Zum 80. Mal jährt sich im Mai das Ende des Zweiten Weltkriegs in Europa. 80 Jahre Frieden haben die Menschen in Deutschland seit diesem Tag erleben dürfen, und für die überwiegende Mehrheit sind die Schrecken des Krieges kaum mehr zu begreifen.
Zum zweiten Mal hatte das Team des Euskirchener Stadtmuseums für Samstag Augenzeugen eingeladen, die das Ende des Krieges und insbesondere das Alltagsleben danach in Euskirchen miterlebt haben.
Die verfügbaren Plätze für diese Diskussionsrunde seien schnell belegt gewesen, das Thema interessiere die Menschen offensichtlich sehr, sagte Museumsleiterin Dr. Heike Lützenkirchen. "Die Verhältnisse, die nach dem Krieg für die Menschen Alltag waren, kann man sich heute kaum noch vorstellen. Ich bin daher sehr dankbar, dass wir wieder drei Zeitzeugen gefunden haben, die von ihren Erlebnissen berichten."

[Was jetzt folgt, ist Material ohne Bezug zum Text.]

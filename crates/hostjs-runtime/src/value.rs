//! The wire-level value model: [`TypeTag`], [`ValueHandle`], and the
//! server-side [`Value`] record the Registry owns.
//!
//! Grounded on `hostjs-core`'s `EngineValue`/`EngineObject` for the
//! engine-backed variants; the inline/persistent split below is new, driven
//! by the requirement that handle identity be a stable address reachable
//! from any thread while the engine payload behind it is only ever touched
//! on the owner thread.

use hostjs_sys::{JSContextRef, JSValueRef, JSValueProtect};
use std::ptr;

/// Closed set of value kinds, including the error tags. `#[repr(u8)]` so the
/// discriminant matches the wire layout in §6.
#[repr(u8)]
#[derive(Debug, Clone, Copy, PartialEq, Eq)]
pub enum TypeTag {
    Null = 0,
    Undefined = 1,
    Bool = 2,
    Integer = 3,
    Double = 4,
    String = 5,
    Date = 6,
    Symbol = 7,
    Array = 8,
    Object = 9,
    Function = 10,
    Promise = 11,
    ArrayBuffer = 12,
    SharedArrayBuffer = 13,
    ArrayBufferView = 14,
    Invalid = 15,
    ParseException = 16,
    ExecuteException = 17,
    OomException = 18,
    TimeoutException = 19,
    TerminatedException = 20,
    ValueException = 21,
    KeyException = 22,
}

impl TypeTag {
    pub fn is_exception(self) -> bool {
        matches!(
            self,
            TypeTag::ParseException
                | TypeTag::ExecuteException
                | TypeTag::OomException
                | TypeTag::TimeoutException
                | TypeTag::TerminatedException
                | TypeTag::ValueException
                | TypeTag::KeyException
        )
    }

    /// Decode a wire-level tag byte (§6). Out-of-range bytes decode to
    /// `Invalid` rather than panicking, since this is the one place a
    /// malformed value from across the FFI boundary is first interpreted.
    pub fn from_u8(v: u8) -> Self {
        match v {
            0 => TypeTag::Null,
            1 => TypeTag::Undefined,
            2 => TypeTag::Bool,
            3 => TypeTag::Integer,
            4 => TypeTag::Double,
            5 => TypeTag::String,
            6 => TypeTag::Date,
            7 => TypeTag::Symbol,
            8 => TypeTag::Array,
            9 => TypeTag::Object,
            10 => TypeTag::Function,
            11 => TypeTag::Promise,
            12 => TypeTag::ArrayBuffer,
            13 => TypeTag::SharedArrayBuffer,
            14 => TypeTag::ArrayBufferView,
            16 => TypeTag::ParseException,
            17 => TypeTag::ExecuteException,
            18 => TypeTag::OomException,
            19 => TypeTag::TimeoutException,
            20 => TypeTag::TerminatedException,
            21 => TypeTag::ValueException,
            22 => TypeTag::KeyException,
            _ => TypeTag::Invalid,
        }
    }
}

/// Wire-level identity handed to the client: an 8-byte payload union, an
/// 8-byte length, and a 1-byte tag (§6 "ValueHandle wire layout").
#[repr(C)]
pub union HandlePayload {
    pub integer: i64,
    pub double: f64,
    pub bytes_ptr: *const u8,
}

#[repr(C)]
pub struct ValueHandle {
    pub payload: HandlePayload,
    pub length: u64,
    pub tag: TypeTag,
}

impl ValueHandle {
    fn inline_integer(tag: TypeTag, v: i64) -> Self {
        Self {
            payload: HandlePayload { integer: v },
            length: 0,
            tag,
        }
    }

    fn inline_double(tag: TypeTag, v: f64) -> Self {
        Self {
            payload: HandlePayload { double: v },
            length: 0,
            tag,
        }
    }

    fn bytes(tag: TypeTag, ptr: *const u8, len: u64) -> Self {
        Self {
            payload: HandlePayload { bytes_ptr: ptr },
            length: len,
            tag,
        }
    }
}

/// A protected, engine-owned value. Holding one keeps the underlying
/// JSValueRef alive (via `JSValueProtect`) until [`PersistentHandle::release`]
/// is called.
///
/// # Thread Safety
///
/// The raw pointers here are never dereferenced except by JavaScriptCore
/// calls made from the Isolate Manager's owner thread (see `isolate.rs` and
/// the `ops` modules, which are the only code that calls into `hostjs-sys`
/// with a `PersistentHandle`'s fields). Moving or dropping the handle from
/// any other thread is safe; only `release` carries the owner-thread
/// requirement, documented on the method itself.
#[derive(Clone, Copy)]
pub struct PersistentHandle {
    pub ctx: JSContextRef,
    pub value: JSValueRef,
}

unsafe impl Send for PersistentHandle {}
unsafe impl Sync for PersistentHandle {}

impl PersistentHandle {
    /// # Safety
    /// Must run on the Isolate Manager's owner thread for the context that
    /// produced `self`. Must be called at most once per handle.
    pub unsafe fn release(self) {
        unsafe { hostjs_sys::JSValueUnprotect(self.ctx, self.value) };
    }
}

/// Extra, type-tag-dependent payload a [`Value`] carries beyond its handle.
pub enum ValueData {
    /// Primitives whose full value already lives inline in the handle:
    /// null, undefined, bool, integer, double, date.
    Inline,
    /// Owns the UTF-8 bytes the handle's payload points at. Used for
    /// strings and for the UTF-8 exception-summary text on error tags.
    InlineBytes(Box<[u8]>),
    /// An engine-backed object/array/function/promise/symbol, kept alive by
    /// a persistent handle. Released through the Object Collector.
    Persistent(PersistentHandle),
    /// An array-buffer-like value: the persistent handle keeps the backing
    /// store alive; `bytes`/`len` alias it directly (§3, §8 property 10).
    ArrayBufferLike {
        persistent: PersistentHandle,
        bytes: *mut u8,
        len: usize,
    },
}

/// The server-side record. Owned solely by the Registry; the client only
/// ever sees the address of `handle`.
pub struct Value {
    pub handle: ValueHandle,
    pub data: ValueData,
}

impl Value {
    /// Address identity per §3: "the address of the embedded ValueHandle".
    /// Only meaningful once `self` is pinned behind a `Box` (see
    /// `Registry::remember`), since that address must be stable.
    pub fn handle_addr(&self) -> usize {
        ptr::addr_of!(self.handle) as usize
    }

    pub fn null() -> Self {
        Self {
            handle: ValueHandle::inline_integer(TypeTag::Null, 0),
            data: ValueData::Inline,
        }
    }

    pub fn undefined() -> Self {
        Self {
            handle: ValueHandle::inline_integer(TypeTag::Undefined, 0),
            data: ValueData::Inline,
        }
    }

    pub fn bool(v: bool) -> Self {
        Self {
            handle: ValueHandle::inline_integer(TypeTag::Bool, v as i64),
            data: ValueData::Inline,
        }
    }

    pub fn integer(v: i64) -> Self {
        Self {
            handle: ValueHandle::inline_integer(TypeTag::Integer, v),
            data: ValueData::Inline,
        }
    }

    pub fn double(v: f64) -> Self {
        Self {
            handle: ValueHandle::inline_double(TypeTag::Double, v),
            data: ValueData::Inline,
        }
    }

    pub fn date(epoch_millis: f64) -> Self {
        Self {
            handle: ValueHandle::inline_double(TypeTag::Date, epoch_millis),
            data: ValueData::Inline,
        }
    }

    /// Build a string Value. The buffer is NUL-terminated at `len` to
    /// satisfy §8 property 9; `length` on the handle is the UTF-8 byte
    /// length, not counting that terminator.
    pub fn string(tag: TypeTag, s: &str) -> Self {
        let mut owned = Vec::with_capacity(s.len() + 1);
        owned.extend_from_slice(s.as_bytes());
        owned.push(0);
        let owned = owned.into_boxed_slice();
        let ptr = owned.as_ptr();
        let len = s.len() as u64;
        Self {
            handle: ValueHandle::bytes(tag, ptr, len),
            data: ValueData::InlineBytes(owned),
        }
    }

    /// Build an error-tagged Value carrying a UTF-8 summary string, per §7.
    pub fn exception(tag: TypeTag, summary: &str) -> Self {
        debug_assert!(tag.is_exception());
        Self::string(tag, summary)
    }

    pub fn invalid() -> Self {
        Self {
            handle: ValueHandle::inline_integer(TypeTag::Invalid, 0),
            data: ValueData::Inline,
        }
    }

    /// Wrap an already-protected engine value.
    pub fn persistent(tag: TypeTag, handle: PersistentHandle) -> Self {
        Self {
            handle: ValueHandle::bytes(tag, ptr::null(), 0),
            data: ValueData::Persistent(handle),
        }
    }

    /// Wrap a protected ArrayBuffer/TypedArray, aliasing its backing store.
    pub fn array_buffer_like(
        tag: TypeTag,
        persistent: PersistentHandle,
        bytes: *mut u8,
        len: usize,
    ) -> Self {
        Self {
            handle: ValueHandle::bytes(tag, bytes as *const u8, len as u64),
            data: ValueData::ArrayBufferLike {
                persistent,
                bytes,
                len,
            },
        }
    }

    /// The persistent engine handle backing this Value, if any. Present for
    /// every engine-backed type tag.
    pub fn persistent_handle(&self) -> Option<PersistentHandle> {
        match self.data {
            ValueData::Persistent(h) => Some(h),
            ValueData::ArrayBufferLike { persistent, .. } => Some(persistent),
            _ => None,
        }
    }

    /// Reconstruct the JSC value reference for operations that need to pass
    /// this Value back into an engine call. Only `None` for values that were
    /// never engine-backed (inline primitives/strings), which callers must
    /// first promote via the Factory if an engine-side value is required.
    pub fn raw_engine_value(&self) -> Option<JSValueRef> {
        self.persistent_handle().map(|h| h.value)
    }

    /// Borrow this Value's content as a UTF-8 string, if it is a
    /// non-exception `String`-tagged inline value. Used to pull a
    /// client-allocated string Value's bytes back out for operations (like
    /// `eval`) that need plain `&str`, not another Value.
    pub fn as_str(&self) -> Option<&str> {
        match (&self.data, self.handle.tag) {
            (ValueData::InlineBytes(bytes), TypeTag::String) => {
                std::str::from_utf8(&bytes[..bytes.len().saturating_sub(1)]).ok()
            }
            _ => None,
        }
    }
}

// SAFETY: a Value's raw pointers (inline string buffer, persistent engine
// handle) are either owned Rust memory or a PersistentHandle, both of which
// are Send/Sync per their own justifications above. The Registry shares
// `Box<Value>` across threads for lookup/forget; no thread other than the
// Isolate Manager's owner thread ever dereferences the engine-side pointers.
unsafe impl Send for Value {}
unsafe impl Sync for Value {}

/// Protect a raw JSValueRef and wrap it as a [`PersistentHandle`].
///
/// # Safety
/// `ctx` and `value` must be valid and current on the calling thread.
pub unsafe fn protect(ctx: JSContextRef, value: JSValueRef) -> PersistentHandle {
    unsafe { JSValueProtect(ctx, value) };
    PersistentHandle { ctx, value }
}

Flieger griffen bei Burg Veynau einen Militärzug an
Maria Klinkhammer, 1935 geborene Euskirchenerin, lebte während ihrer Jugend auf Burg Veynau und erinnert sich noch sehr lebhaft an einen der letzten Kriegstage. "Ein Militärzug war ganz in unserer Nähe unterwegs und wurde plötzlich von Fliegern angegriffen", berichtete die 89-Jährige. Die Soldaten seien daraufhin in ein nahe gelegenes Waldstück geflohen, mussten sich aber auch nach dem Angriff mehrere Nächte auf der Burg verstecken. "Die Munition im Inneren des Zuges hatte Feuer gefangen und selbst zwei Tage später gab es immer noch Explosionen." Schockierende Erlebnisse, die sich bis heute in ihr Gedächtnis gegraben haben.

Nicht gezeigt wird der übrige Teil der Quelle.